--- MATERIAL FOR THIS TASK ---

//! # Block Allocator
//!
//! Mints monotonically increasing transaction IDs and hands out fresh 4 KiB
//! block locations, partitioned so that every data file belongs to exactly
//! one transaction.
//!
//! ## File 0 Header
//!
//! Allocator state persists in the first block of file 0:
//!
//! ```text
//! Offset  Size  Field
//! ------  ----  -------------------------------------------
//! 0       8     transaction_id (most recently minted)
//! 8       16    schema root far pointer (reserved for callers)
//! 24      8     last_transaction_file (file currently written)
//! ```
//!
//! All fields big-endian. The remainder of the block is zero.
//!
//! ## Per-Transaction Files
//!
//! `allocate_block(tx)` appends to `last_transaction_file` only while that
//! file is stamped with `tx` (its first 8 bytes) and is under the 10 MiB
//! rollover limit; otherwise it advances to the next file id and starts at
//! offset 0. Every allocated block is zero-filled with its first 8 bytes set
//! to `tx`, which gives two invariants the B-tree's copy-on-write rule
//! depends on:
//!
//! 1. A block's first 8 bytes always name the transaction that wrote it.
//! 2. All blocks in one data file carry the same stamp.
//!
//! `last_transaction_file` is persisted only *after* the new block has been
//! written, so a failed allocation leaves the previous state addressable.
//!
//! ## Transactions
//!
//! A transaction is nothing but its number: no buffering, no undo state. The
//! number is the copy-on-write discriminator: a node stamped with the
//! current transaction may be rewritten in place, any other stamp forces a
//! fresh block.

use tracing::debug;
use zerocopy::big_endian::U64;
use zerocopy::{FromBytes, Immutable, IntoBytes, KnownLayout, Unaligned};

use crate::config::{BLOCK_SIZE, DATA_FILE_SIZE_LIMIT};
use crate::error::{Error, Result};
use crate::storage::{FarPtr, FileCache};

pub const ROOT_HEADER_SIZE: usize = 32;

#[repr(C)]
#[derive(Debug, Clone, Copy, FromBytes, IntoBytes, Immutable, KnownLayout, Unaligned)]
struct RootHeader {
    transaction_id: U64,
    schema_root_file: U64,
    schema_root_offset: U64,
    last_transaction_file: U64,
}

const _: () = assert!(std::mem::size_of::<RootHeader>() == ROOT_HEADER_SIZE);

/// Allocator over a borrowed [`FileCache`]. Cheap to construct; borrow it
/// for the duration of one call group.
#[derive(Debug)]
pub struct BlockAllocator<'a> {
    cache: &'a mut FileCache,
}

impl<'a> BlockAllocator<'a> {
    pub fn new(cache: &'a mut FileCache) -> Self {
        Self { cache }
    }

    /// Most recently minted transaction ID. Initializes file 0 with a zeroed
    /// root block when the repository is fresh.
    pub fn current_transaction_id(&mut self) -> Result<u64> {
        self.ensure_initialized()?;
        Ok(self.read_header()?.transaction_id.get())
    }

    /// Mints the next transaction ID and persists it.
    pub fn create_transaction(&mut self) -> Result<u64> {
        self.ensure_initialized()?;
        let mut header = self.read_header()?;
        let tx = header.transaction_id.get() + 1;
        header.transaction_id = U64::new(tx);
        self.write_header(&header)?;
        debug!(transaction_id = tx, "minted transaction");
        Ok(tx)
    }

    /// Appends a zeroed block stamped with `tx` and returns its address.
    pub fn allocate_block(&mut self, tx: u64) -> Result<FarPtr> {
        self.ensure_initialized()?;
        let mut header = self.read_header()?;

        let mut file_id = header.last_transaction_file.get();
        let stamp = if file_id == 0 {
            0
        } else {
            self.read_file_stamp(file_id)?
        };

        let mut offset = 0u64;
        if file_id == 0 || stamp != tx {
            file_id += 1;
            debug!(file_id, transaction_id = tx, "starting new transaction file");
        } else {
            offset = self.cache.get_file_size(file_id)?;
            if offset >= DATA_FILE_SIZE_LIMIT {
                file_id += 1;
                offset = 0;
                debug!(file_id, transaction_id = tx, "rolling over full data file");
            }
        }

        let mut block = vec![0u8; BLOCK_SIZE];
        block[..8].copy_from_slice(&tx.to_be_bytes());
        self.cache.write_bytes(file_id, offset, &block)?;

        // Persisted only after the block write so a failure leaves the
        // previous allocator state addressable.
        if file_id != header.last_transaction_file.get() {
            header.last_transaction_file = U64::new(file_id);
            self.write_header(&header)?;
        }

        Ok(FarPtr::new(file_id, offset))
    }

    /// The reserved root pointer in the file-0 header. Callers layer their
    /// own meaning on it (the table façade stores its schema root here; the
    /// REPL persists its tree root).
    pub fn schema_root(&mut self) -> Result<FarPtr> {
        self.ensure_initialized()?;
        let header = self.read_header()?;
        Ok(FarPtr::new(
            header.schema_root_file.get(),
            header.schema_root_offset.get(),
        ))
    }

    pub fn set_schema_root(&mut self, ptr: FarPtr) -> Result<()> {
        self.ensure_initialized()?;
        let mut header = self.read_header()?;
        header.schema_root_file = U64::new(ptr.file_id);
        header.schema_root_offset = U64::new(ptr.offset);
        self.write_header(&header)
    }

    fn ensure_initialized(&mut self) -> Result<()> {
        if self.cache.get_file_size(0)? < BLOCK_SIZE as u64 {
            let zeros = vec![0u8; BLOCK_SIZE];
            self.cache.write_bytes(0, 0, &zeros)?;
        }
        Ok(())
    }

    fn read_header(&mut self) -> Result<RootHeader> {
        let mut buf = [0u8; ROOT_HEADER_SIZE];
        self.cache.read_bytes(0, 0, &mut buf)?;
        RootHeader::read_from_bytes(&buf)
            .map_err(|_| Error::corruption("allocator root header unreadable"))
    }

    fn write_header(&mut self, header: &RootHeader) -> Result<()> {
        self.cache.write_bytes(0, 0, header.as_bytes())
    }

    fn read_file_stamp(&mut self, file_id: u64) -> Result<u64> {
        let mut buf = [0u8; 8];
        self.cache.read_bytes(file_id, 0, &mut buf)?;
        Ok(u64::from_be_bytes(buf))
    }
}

---

TASK DESCRIPTION =
Repeat each line above exactly as written.

SOLUTION =
//! # Block Allocator
//!
//! Mints monotonically increasing transaction IDs and hands out fresh 4 KiB
//! block locations, partitioned so that every data file belongs to exactly
//! one transaction.
//!
//! ## File 0 Header
//!
//! Allocator state persists in the first block of file 0:
//!
//! ```text
//! Offset  Size  Field
//! ------  ----  -------------------------------------------
//! 0       8     transaction_id (most recently minted)
//! 8       16    schema root far pointer (reserved for callers)
//! 24      8     last_transaction_file (file currently written)
//! ```
//!
//! All fields big-endian. The remainder of the block is zero.
//!
//! ## Per-Transaction Files
//!
//! `allocate_block(tx)` appends to `last_transaction_file` only while that
//! file is stamped with `tx` (its first 8 bytes) and is under the 10 MiB
//! rollover limit; otherwise it advances to the next file id and starts at
//! offset 0. Every allocated block is zero-filled with its first 8 bytes set
//! to `tx`, which gives two invariants the B-tree's copy-on-write rule
//! depends on:
//!
//! 1. A block's first 8 bytes always name the transaction that wrote it.
//! 2. All blocks in one data file carry the same stamp.
//!
//! `last_transaction_file` is persisted only *after* the new block has been
//! written, so a failed allocation leaves the previous state addressable.
//!
//! ## Transactions
//!
//! A transaction is nothing but its number: no buffering, no undo state. The
//! number is the copy-on-write discriminator: a node stamped with the
//! current transaction may be rewritten in place, any other stamp forces a
//! fresh block.

use tracing::debug;
use zerocopy::big_endian::U64;
use zerocopy::{FromBytes, Immutable, IntoBytes, KnownLayout, Unaligned};

use crate::config::{BLOCK_SIZE, DATA_FILE_SIZE_LIMIT};
use crate::error::{Error, Result};
use crate::storage::{FarPtr, FileCache};

pub const ROOT_HEADER_SIZE: usize = 32;

#[repr(C)]
#[derive(Debug, Clone, Copy, FromBytes, IntoBytes, Immutable, KnownLayout, Unaligned)]
struct RootHeader {
    transaction_id: U64,
    schema_root_file: U64,
    schema_root_offset: U64,
    last_transaction_file: U64,
}

const _: () = assert!(std::mem::size_of::<RootHeader>() == ROOT_HEADER_SIZE);

/// Allocator over a borrowed [`FileCache`]. Cheap to construct; borrow it
/// for the duration of one call group.
#[derive(Debug)]
pub struct BlockAllocator<'a> {
    cache: &'a mut FileCache,
}

impl<'a> BlockAllocator<'a> {
    pub fn new(cache: &'a mut FileCache) -> Self {
        Self { cache }
    }

    /// Most recently minted transaction ID. Initializes file 0 with a zeroed
    /// root block when the repository is fresh.
    pub fn current_transaction_id(&mut self) -> Result<u64> {
        self.ensure_initialized()?;
        Ok(self.read_header()?.transaction_id.get())
    }

    /// Mints the next transaction ID and persists it.
    pub fn create_transaction(&mut self) -> Result<u64> {
        self.ensure_initialized()?;
        let mut header = self.read_header()?;
        let tx = header.transaction_id.get() + 1;
        header.transaction_id = U64::new(tx);
        self.write_header(&header)?;
        debug!(transaction_id = tx, "minted transaction");
        Ok(tx)
    }

    /// Appends a zeroed block stamped with `tx` and returns its address.
    pub fn allocate_block(&mut self, tx: u64) -> Result<FarPtr> {
        self.ensure_initialized()?;
        let mut header = self.read_header()?;

        let mut file_id = header.last_transaction_file.get();
        let stamp = if file_id == 0 {
            0
        } else {
            self.read_file_stamp(file_id)?
        };

        let mut offset = 0u64;
        if file_id == 0 || stamp != tx {
            file_id += 1;
            debug!(file_id, transaction_id = tx, "starting new transaction file");
        } else {
            offset = self.cache.get_file_size(file_id)?;
            if offset >= DATA_FILE_SIZE_LIMIT {
                file_id += 1;
                offset = 0;
                debug!(file_id, transaction_id = tx, "rolling over full data file");
            }
        }

        let mut block = vec![0u8; BLOCK_SIZE];
        block[..8].copy_from_slice(&tx.to_be_bytes());
        self.cache.write_bytes(file_id, offset, &block)?;

        // Persisted only after the block write so a failure leaves the
        // previous allocator state addressable.
        if file_id != header.last_transaction_file.get() {
            header.last_transaction_file = U64::new(file_id);
            self.write_header(&header)?;
        }

        Ok(FarPtr::new(file_id, offset))
    }

    /// The reserved root pointer in the file-0 header. Callers layer their
    /// own meaning on it (the table façade stores its schema root here; the
    /// REPL persists its tree root).
    pub fn schema_root(&mut self) -> Result<FarPtr> {
        self.ensure_initialized()?;
        let header = self.read_header()?;
        Ok(FarPtr::new(
            header.schema_root_file.get(),
            header.schema_root_offset.get(),
        ))
    }

    pub fn set_schema_root(&mut self, ptr: FarPtr) -> Result<()> {
        self.ensure_initialized()?;
        let mut header = self.read_header()?;
        header.schema_root_file = U64::new(ptr.file_id);
        header.schema_root_offset = U64::new(ptr.offset);
        self.write_header(&header)
    }

    fn ensure_initialized(&mut self) -> Result<()> {
        if self.cache.get_file_size(0)? < BLOCK_SIZE as u64 {
            let zeros = vec![0u8; BLOCK_SIZE];
            self.cache.write_bytes(0, 0, &zeros)?;
        }
        Ok(())
    }

    fn read_header(&mut self) -> Result<RootHeader> {
        let mut buf = [0u8; ROOT_HEADER_SIZE];
        self.cache.read_bytes(0, 0, &mut buf)?;
        RootHeader::read_from_bytes(&buf)
            .map_err(|_| Error::corruption("allocator root header unreadable"))
    }

    fn write_header(&mut self, header: &RootHeader) -> Result<()> {
        self.cache.write_bytes(0, 0, header.as_bytes())
    }

    fn read_file_stamp(&mut self, file_id: u64) -> Result<u64> {
        let mut buf = [0u8; 8];
        self.cache.read_bytes(file_id, 0, &mut buf)?;
        Ok(u64::from_be_bytes(buf))
    }
}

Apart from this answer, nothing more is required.